Toxic Bank Assets Plan Delayed Again

By: Ron Haruni   Friday, March 20, 2009 1:04 AM

Government sources tell Time Magazine – the Administration’s long-awaited plan to save America’s banks is being delayed ‘again’. Apparently, the cause of this latest delay consists in the Treasury Department’s difficulties, or should we say – inabilities at this point, to create a proposal on financial reform that will help banks clean up toxic assets from their balance sheets through a partnership between private investors and the feds.

Administration officials are urging patience and insist they are moving faster than anyone has tried to do before. However, the reality is – the Department’s version of the plan, initially introduced by Secretary Geithner in mid February, has faced challenges from the start and more importantly – so far it has gone nowhere, at a time when urgency is imperative and needed to bolster the financial system.

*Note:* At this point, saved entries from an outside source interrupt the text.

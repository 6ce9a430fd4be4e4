//! Domain events published by the auction service.

use std::fmt;
use std::str::FromStr;

use chrono::{DateTime, Utc};
use serde::{Deserialize, Serialize};
use uuid::Uuid;

/// Emitted when an auction is created.
#[derive(Debug, Clone, PartialEq, Eq, Serialize, Deserialize)]
#[serde(rename_all = "camelCase")]
pub struct AuctionCreated {
    /// The auction identifier.
    pub id: Uuid,
    /// Vehicle make.
    pub make: String,
    /// Vehicle model.
    pub model: String,
    /// Vehicle color.
    pub color: String,
    /// Odometer reading.
    pub mileage: i32,
    /// Model year.
    pub year: i32,
    /// Seller username.
    pub seller: String,
    /// Winner username, once the auction has one.
    pub winner: Option<String>,
    /// When bidding closes.
    pub auction_end: DateTime<Utc>,
    /// When the auction was created.
    pub created_at: DateTime<Utc>,
    /// Authoritative last-modified timestamp.
    pub updated_at: DateTime<Utc>,
}

/// Emitted when the mutable attributes of an auction change.
///
/// Absent fields were not part of the change and must be left untouched by
/// consumers.
#[derive(Debug, Clone, PartialEq, Eq, Default, Serialize, Deserialize)]
#[serde(rename_all = "camelCase")]
pub struct AuctionUpdated {
    /// The auction identifier.
    pub id: Uuid,
    /// New vehicle make.
    #[serde(default, skip_serializing_if = "Option::is_none")]
    pub make: Option<String>,
    /// New vehicle model.
    #[serde(default, skip_serializing_if = "Option::is_none")]
    pub model: Option<String>,
    /// New vehicle color.
    #[serde(default, skip_serializing_if = "Option::is_none")]
    pub color: Option<String>,
    /// New odometer reading.
    #[serde(default, skip_serializing_if = "Option::is_none")]
    pub mileage: Option<i32>,
    /// New model year.
    #[serde(default, skip_serializing_if = "Option::is_none")]
    pub year: Option<i32>,
    /// Authoritative last-modified timestamp.
    pub updated_at: DateTime<Utc>,
}

/// Emitted when an auction is removed.
#[derive(Debug, Clone, PartialEq, Eq, Serialize, Deserialize)]
#[serde(rename_all = "camelCase")]
pub struct AuctionDeleted {
    /// The auction identifier.
    pub id: Uuid,
}

/// A state change of one auction, as seen by downstream consumers.
#[derive(Debug, Clone, PartialEq, Eq, Serialize, Deserialize)]
#[serde(tag = "kind", rename_all = "camelCase")]
pub enum DomainEvent {
    /// The auction was created.
    Created(AuctionCreated),
    /// Mutable attributes of the auction changed.
    Updated(AuctionUpdated),
    /// The auction was deleted.
    Deleted(AuctionDeleted),
}

impl DomainEvent {
    /// Returns the stable identifier of the entity this event describes.
    #[must_use]
    pub fn entity_id(&self) -> Uuid {
        match self {
            Self::Created(e) => e.id,
            Self::Updated(e) => e.id,
            Self::Deleted(e) => e.id,
        }
    }

    /// Returns the event kind.
    #[must_use]
    pub fn kind(&self) -> EventKind {
        match self {
            Self::Created(_) => EventKind::Created,
            Self::Updated(_) => EventKind::Updated,
            Self::Deleted(_) => EventKind::Deleted,
        }
    }
}

/// The kinds of [`DomainEvent`].
#[derive(Debug, Clone, Copy, PartialEq, Eq, Hash, Serialize, Deserialize)]
#[serde(rename_all = "camelCase")]
pub enum EventKind {
    /// See [`AuctionCreated`].
    Created,
    /// See [`AuctionUpdated`].
    Updated,
    /// See [`AuctionDeleted`].
    Deleted,
}

impl EventKind {
    /// All event kinds, in declaration order.
    pub const ALL: [Self; 3] = [Self::Created, Self::Updated, Self::Deleted];

    /// Returns the kebab-case name used in queue names and routing keys.
    #[must_use]
    pub fn as_str(self) -> &'static str {
        match self {
            Self::Created => "created",
            Self::Updated => "updated",
            Self::Deleted => "deleted",
        }
    }
}

impl fmt::Display for EventKind {
    fn fmt(&self, f: &mut fmt::Formatter<'_>) -> fmt::Result {
        f.write_str(self.as_str())
    }
}

impl FromStr for EventKind {
    type Err = String;

    fn from_str(s: &str) -> Result<Self, Self::Err> {
        match s {
            "created" => Ok(Self::Created),
            "updated" => Ok(Self::Updated),
            "deleted" => Ok(Self::Deleted),
            other => Err(format!("unknown event kind: {other}")),
        }
    }
}

/// Attributes a consumer is allowed to overwrite from an update event.
#[derive(Debug, Clone, Copy, PartialEq, Eq, Hash, Serialize, Deserialize)]
#[serde(rename_all = "camelCase")]
pub enum MutableField {
    /// Vehicle make.
    Make,
    /// Vehicle model.
    Model,
    /// Vehicle color.
    Color,
    /// Odometer reading.
    Mileage,
    /// Model year.
    Year,
}

impl MutableField {
    /// The merge whitelist, in declaration order.
    pub const ALL: [Self; 5] = [
        Self::Make,
        Self::Model,
        Self::Color,
        Self::Mileage,
        Self::Year,
    ];

    /// Returns the field name as it appears on the wire.
    #[must_use]
    pub fn as_str(self) -> &'static str {
        match self {
            Self::Make => "make",
            Self::Model => "model",
            Self::Color => "color",
            Self::Mileage => "mileage",
            Self::Year => "year",
        }
    }
}

impl fmt::Display for MutableField {
    fn fmt(&self, f: &mut fmt::Formatter<'_>) -> fmt::Result {
        f.write_str(self.as_str())
    }
}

Geithner, notes the Time has been burdened by thin staffing as he tries to get nominees to the Senate who can pass muster. But let’s face it. That’s not really an objective excuse for someone in charge of such an important department at such a critical time with the U.S. economy confronting its toughest financial crisis in the last seven decades. Geithner’s responsibility is not to delay ; his obligation is to give a detailed plan in clear terms of how we are to proceed. Something he keeps failing to produce. The slip(s) is embarrassing for Treasury officials who have been assuring the media and the markets that the plan was coming. We simply can not continue to respond to market pressures for recapitalization without a specific, well-defined and coherent restructuring or rehabilitation program.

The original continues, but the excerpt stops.